__Work to be completed__
Pull every line containing the word "frac" from the records.
Content starts
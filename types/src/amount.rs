//! Token amounts.
//!
//! Amounts are held as exact integers of base units (wei for the native coin,
//! the token's smallest unit for ERC20 balances). The platform token and the
//! native coin both use 18 decimals.

use serde::{Deserialize, Serialize};
use std::fmt;

use crate::{EncodingError, Uint};

/// An amount in base units with 18 decimals.
#[derive(Clone, Debug, Default, PartialEq, Eq, PartialOrd, Ord, Hash, Serialize, Deserialize)]
#[serde(transparent)]
pub struct TokenAmount(Uint);

impl TokenAmount {
    pub const DECIMALS: u32 = 18;

    pub fn zero() -> Self {
        Self(Uint::zero())
    }

    pub fn from_base_units(raw: impl Into<Uint>) -> Self {
        Self(raw.into())
    }

    /// Whole tokens, e.g. `from_whole(2)` is `2 * 10^18` base units.
    pub fn from_whole(tokens: u64) -> Self {
        Self(&Uint::from(tokens) * &Self::unit())
    }

    /// Parse a decimal token amount such as `"1.5"` exactly.
    ///
    /// Digits beyond the 18th decimal place are truncated.
    pub fn parse_tokens(s: &str) -> Result<Self, EncodingError> {
        let s = s.trim();
        let (whole, frac) = s.split_once('.').unwrap_or((s, ""));
        if whole.is_empty() && frac.is_empty() {
            return Err(EncodingError::InvalidInteger(s.to_string()));
        }
        let whole = if whole.is_empty() {
            Uint::zero()
        } else {
            Uint::from_dec_str(whole)?
        };
        let mut frac: String = frac.chars().take(Self::DECIMALS as usize).collect();
        while frac.len() < Self::DECIMALS as usize {
            frac.push('0');
        }
        let frac = Uint::from_dec_str(&frac)?;
        Ok(Self(&(&whole * &Self::unit()) + &frac))
    }

    pub fn base_units(&self) -> &Uint {
        &self.0
    }

    pub fn is_zero(&self) -> bool {
        self.0.is_zero()
    }

    /// Lossy conversion for display.
    pub fn to_tokens_f64(&self) -> f64 {
        self.to_decimal_string().parse().unwrap_or(f64::MAX)
    }

    /// Exact decimal rendering with trailing zeros removed, e.g. `"1.5"`.
    pub fn to_decimal_string(&self) -> String {
        let unit = Self::unit();
        let whole = &self.0 / &unit;
        let frac = &self.0 % &unit;
        if frac.is_zero() {
            return whole.to_string();
        }
        let frac = format!("{:0>18}", frac.to_string());
        format!("{}.{}", whole, frac.trim_end_matches('0'))
    }

    fn unit() -> Uint {
        Uint::from(10u64.pow(Self::DECIMALS))
    }
}

impl fmt::Display for TokenAmount {
    fn fmt(&self, f: &mut fmt::Formatter<'_>) -> fmt::Result {
        f.write_str(&self.to_decimal_string())
    }
}
//! Fixed 32-byte values: digests, seeds and transaction hashes.

use serde::{Deserialize, Deserializer, Serialize, Serializer};
use std::fmt;
use std::str::FromStr;

use crate::{EncodingError, Uint};

/// Decode `0x`-prefixed (or bare) hex into exactly `N` bytes.
pub(crate) fn decode_hex_fixed<const N: usize>(
    s: &str,
    kind: &'static str,
) -> Result<[u8; N], EncodingError> {
    let bytes = decode_hex(s)?;
    bytes
        .as_slice()
        .try_into()
        .map_err(|_| EncodingError::InvalidLength {
            kind,
            expected: N,
            got: bytes.len(),
        })
}

/// Decode `0x`-prefixed (or bare) hex of any even length.
pub fn decode_hex(s: &str) -> Result<Vec<u8>, EncodingError> {
    let digits = s
        .strip_prefix("0x")
        .or_else(|| s.strip_prefix("0X"))
        .unwrap_or(s);
    hex::decode(digits).map_err(|e| EncodingError::InvalidHex(format!("{s}: {e}")))
}

macro_rules! fixed_bytes32 {
    ($(#[$meta:meta])* $name:ident, $kind:literal) => {
        $(#[$meta])*
        #[derive(Clone, Copy, PartialEq, Eq, Hash, PartialOrd, Ord)]
        pub struct $name([u8; 32]);

        impl $name {
            pub const ZERO: Self = Self([0u8; 32]);

            pub fn new(bytes: [u8; 32]) -> Self {
                Self(bytes)
            }

            /// Copy from a slice that must be exactly 32 bytes long.
            pub fn from_slice(bytes: &[u8]) -> Result<Self, EncodingError> {
                bytes
                    .try_into()
                    .map(Self)
                    .map_err(|_| EncodingError::InvalidLength {
                        kind: $kind,
                        expected: 32,
                        got: bytes.len(),
                    })
            }

            pub fn from_hex(s: &str) -> Result<Self, EncodingError> {
                decode_hex_fixed::<32>(s, $kind).map(Self)
            }

            pub fn as_bytes(&self) -> &[u8; 32] {
                &self.0
            }

            pub fn to_hex(&self) -> String {
                format!("0x{}", hex::encode(self.0))
            }

            pub fn is_zero(&self) -> bool {
                self.0 == [0u8; 32]
            }

            /// Big-endian integer value of the 32 bytes.
            pub fn to_uint(&self) -> Uint {
                Uint::from_be_bytes(&self.0)
            }

            /// Inverse of [`Self::to_uint`]; fails above 2^256 - 1.
            pub fn from_uint(value: &Uint) -> Result<Self, EncodingError> {
                value.to_be_bytes32().map(Self)
            }
        }

        impl AsRef<[u8]> for $name {
            fn as_ref(&self) -> &[u8] {
                &self.0
            }
        }

        impl From<[u8; 32]> for $name {
            fn from(bytes: [u8; 32]) -> Self {
                Self(bytes)
            }
        }

        impl FromStr for $name {
            type Err = EncodingError;
            fn from_str(s: &str) -> Result<Self, Self::Err> {
                Self::from_hex(s)
            }
        }

        impl fmt::Debug for $name {
            fn fmt(&self, f: &mut fmt::Formatter<'_>) -> fmt::Result {
                write!(f, "{}({})", stringify!($name), hex::encode(&self.0[..4]))
            }
        }

        impl fmt::Display for $name {
            fn fmt(&self, f: &mut fmt::Formatter<'_>) -> fmt::Result {
                write!(f, "0x{}", hex::encode(self.0))
            }
        }

        impl Serialize for $name {
            fn serialize<S: Serializer>(&self, serializer: S) -> Result<S::Ok, S::Error> {
                serializer.serialize_str(&self.to_hex())
            }
        }

        impl<'de> Deserialize<'de> for $name {
            fn deserialize<D: Deserializer<'de>>(deserializer: D) -> Result<Self, D::Error> {
                let s = String::deserialize(deserializer)?;
                Self::from_hex(&s).map_err(serde::de::Error::custom)
            }
        }
    };
}

fixed_bytes32!(
    /// A 32-byte Keccak-256 digest.
    H256,
    "bytes32"
);

fixed_bytes32!(
    /// A per-round seed. Must be unpredictable until the player commits.
    Seed,
    "seed"
);

fixed_bytes32!(
    /// Hash of a submitted ledger transaction.
    TxHash,
    "tx hash"
);

impl From<Seed> for H256 {
    fn from(seed: Seed) -> Self {
        H256(seed.0)
    }
}

#[cfg(test)]
mod tests {
    use super::*;

    #[test]
    fn hex_roundtrip_with_prefix() {
        let h = H256::new([0xAB; 32]);
        let s = h.to_hex();
        assert!(s.starts_with("0xabab"));
        assert_eq!(H256::from_hex(&s).unwrap(), h);
        assert_eq!(H256::from_hex(&s[2..]).unwrap(), h);
    }

    #[test]
    fn wrong_length_is_rejected() {
        let err = H256::from_hex("0x1234").unwrap_err();
        assert_eq!(
            err,
            EncodingError::InvalidLength {
                kind: "bytes32",
                expected: 32,
                got: 2
            }
        );
        assert!(H256::from_slice(&[0u8; 33]).is_err());
    }

    #[test]
    fn uint_conversion_is_big_endian() {
        let mut bytes = [0u8; 32];
        bytes[31] = 7;
        let h = H256::new(bytes);
        assert_eq!(h.to_uint(), Uint::from(7u64));
        assert_eq!(H256::from_uint(&Uint::from(7u64)).unwrap(), h);
    }

    #[test]
    fn seed_converts_to_digest() {
        let seed = Seed::new([9u8; 32]);
        let h: H256 = seed.into();
        assert_eq!(h.as_bytes(), seed.as_bytes());
    }

    #[test]
    fn debug_is_abbreviated() {
        let h = TxHash::new([0x12; 32]);
        assert_eq!(format!("{h:?}"), "TxHash(12121212)");
    }
}
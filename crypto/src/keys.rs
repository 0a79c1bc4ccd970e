//! secp256k1 key generation and address derivation.

use fairroll_types::{Address, PrivateKey};
use k256::ecdsa::{SigningKey, VerifyingKey};
use k256::elliptic_curve::sec1::ToEncodedPoint;

use crate::hash::keccak256;
use crate::CryptoError;

/// Generate a new private key from the OS random source.
pub fn generate_private_key() -> Result<PrivateKey, CryptoError> {
    loop {
        let mut bytes = [0u8; 32];
        getrandom::getrandom(&mut bytes).map_err(|e| CryptoError::Entropy(e.to_string()))?;
        // Zero and values >= the group order are not valid scalars; redraw.
        if SigningKey::from_slice(&bytes).is_ok() {
            return Ok(PrivateKey(bytes));
        }
    }
}

pub(crate) fn signing_key(private: &PrivateKey) -> Result<SigningKey, CryptoError> {
    SigningKey::from_slice(private.as_bytes()).map_err(|_| CryptoError::InvalidPrivateKey)
}

/// Address of a public key: last 20 bytes of Keccak-256 over the
/// uncompressed point without its `0x04` tag.
pub fn address_from_public(public: &VerifyingKey) -> Address {
    let point = public.to_encoded_point(false);
    let hash = keccak256(&point.as_bytes()[1..]);
    let mut out = [0u8; 20];
    out.copy_from_slice(&hash[12..]);
    Address::new(out)
}

/// Derive the address controlled by a private key.
pub fn address_from_private(private: &PrivateKey) -> Result<Address, CryptoError> {
    Ok(address_from_public(signing_key(private)?.verifying_key()))
}

#[cfg(test)]
mod tests {
    use super::*;

    fn key_from_u8(last: u8) -> PrivateKey {
        let mut bytes = [0u8; 32];
        bytes[31] = last;
        PrivateKey(bytes)
    }

    #[test]
    fn known_address_for_key_one() {
        let addr = address_from_private(&key_from_u8(1)).unwrap();
        assert_eq!(
            addr,
            Address::from_hex("0x7e5f4552091a69125d5dfcb7b8c2659029395bdf").unwrap()
        );
    }

    #[test]
    fn known_address_for_key_two() {
        let addr = address_from_private(&key_from_u8(2)).unwrap();
        assert_eq!(
            addr,
            Address::from_hex("0x2b5ad5c4795c026514f8317c7a215e218dccd6cf").unwrap()
        );
    }

    #[test]
    fn zero_key_is_invalid() {
        assert!(matches!(
            address_from_private(&PrivateKey([0u8; 32])),
            Err(CryptoError::InvalidPrivateKey)
        ));
    }

    #[test]
    fn key_above_group_order_is_invalid() {
        assert!(address_from_private(&PrivateKey([0xFF; 32])).is_err());
    }

    #[test]
    fn generated_keys_are_valid_and_distinct() {
        let a = generate_private_key().unwrap();
        let b = generate_private_key().unwrap();
        assert_ne!(a.as_bytes(), b.as_bytes());
        assert!(address_from_private(&a).is_ok());
    }
}
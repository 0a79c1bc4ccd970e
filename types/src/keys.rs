//! Key and signature types for the secp256k1 identity.

use serde::{Deserialize, Deserializer, Serialize, Serializer};
use std::fmt;
use std::str::FromStr;
use zeroize::{Zeroize, ZeroizeOnDrop};

use crate::hash::{decode_hex, decode_hex_fixed};
use crate::EncodingError;

/// A 32-byte secp256k1 secret scalar.
///
/// This type intentionally does not implement `Debug`, `Serialize`, or `Clone`
/// to prevent accidental exposure. Key bytes are zeroized on drop.
#[derive(Zeroize, ZeroizeOnDrop)]
pub struct PrivateKey(pub [u8; 32]);

impl PrivateKey {
    /// Parse `0x`-prefixed or bare hex.
    pub fn from_hex(s: &str) -> Result<Self, EncodingError> {
        decode_hex_fixed::<32>(s.trim(), "private key").map(Self)
    }

    pub fn as_bytes(&self) -> &[u8; 32] {
        &self.0
    }
}

/// Length of a recoverable signature: `r (32) || s (32) || v (1)`.
pub const SIGNATURE_LEN: usize = 65;

/// A 65-byte recoverable ECDSA signature, `v` in `{27, 28}`.
#[derive(Clone, Copy, PartialEq, Eq, Hash)]
pub struct Signature(pub [u8; SIGNATURE_LEN]);

impl Signature {
    pub fn from_slice(bytes: &[u8]) -> Result<Self, EncodingError> {
        bytes
            .try_into()
            .map(Self)
            .map_err(|_| EncodingError::InvalidLength {
                kind: "signature",
                expected: SIGNATURE_LEN,
                got: bytes.len(),
            })
    }

    pub fn from_hex(s: &str) -> Result<Self, EncodingError> {
        Self::from_slice(&decode_hex(s.trim())?)
    }

    pub fn as_bytes(&self) -> &[u8; SIGNATURE_LEN] {
        &self.0
    }

    pub fn r(&self) -> &[u8] {
        &self.0[..32]
    }

    pub fn s(&self) -> &[u8] {
        &self.0[32..64]
    }

    pub fn v(&self) -> u8 {
        self.0[64]
    }

    pub fn to_hex(&self) -> String {
        format!("0x{}", hex::encode(self.0))
    }
}

impl FromStr for Signature {
    type Err = EncodingError;
    fn from_str(s: &str) -> Result<Self, Self::Err> {
        Self::from_hex(s)
    }
}

impl fmt::Debug for Signature {
    fn fmt(&self, f: &mut fmt::Formatter<'_>) -> fmt::Result {
        write!(f, "Signature({}…, v={})", hex::encode(&self.0[..4]), self.v())
    }
}

impl fmt::Display for Signature {
    fn fmt(&self, f: &mut fmt::Formatter<'_>) -> fmt::Result {
        f.write_str(&self.to_hex())
    }
}

impl Serialize for Signature {
    fn serialize<S: Serializer>(&self, serializer: S) -> Result<S::Ok, S::Error> {
        serializer.serialize_str(&self.to_hex())
    }
}

impl<'de> Deserialize<'de> for Signature {
    fn deserialize<D: Deserializer<'de>>(deserializer: D) -> Result<Self, D::Error> {
        let s = String::deserialize(deserializer)?;
        Self::from_hex(&s).map_err(serde::de::Error::custom)
    }
}
//! Fairness-verifiable randomness for game rounds.
//!
//! A round is fixed the moment its seed is signed: every draw is a pure
//! function of the signature bytes, the range index and the range itself, so
//! any third party holding the signature can recompute the outcome.
//!
//! - [`sampler`]: signature + ranges to one unbiased integer per range
//! - [`seed`]: unpredictable per-round seeds
//! - [`round`]: sign-and-draw, and the matching audit

pub mod error;
pub mod round;
pub mod sampler;
pub mod seed;

pub use error::{RngError, SamplerError};
pub use round::{audit_round, play_round, RoundRecord};
pub use sampler::{acceptance_threshold, derive_draws, derive_draws_from_signature, signature_source};
pub use seed::{make_seed, make_seed_from, random_hash, random_hash_from, OsSeedSource};

/// A source of unpredictable bytes for seeds.
pub trait SeedSource: Send + Sync {
    /// Fill `buf` entirely with fresh bytes.
    fn fill(&self, buf: &mut [u8]) -> Result<(), RngError>;

    /// Human-readable name of this source.
    fn name(&self) -> &str;
}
Content ends
__Problem solution__
        let (whole, frac) = s.split_once('.').unwrap_or((s, ""));
        if whole.is_empty() && frac.is_empty() {
        let mut frac: String = frac.chars().take(Self::DECIMALS as usize).collect();
        while frac.len() < Self::DECIMALS as usize {
            frac.push('0');
        let frac = Uint::from_dec_str(&frac)?;
        Ok(Self(&(&whole * &Self::unit()) + &frac))
        let frac = &self.0 % &unit;
        if frac.is_zero() {
        let frac = format!("{:0>18}", frac.to_string());
        format!("{}.{}", whole, frac.trim_end_matches('0'))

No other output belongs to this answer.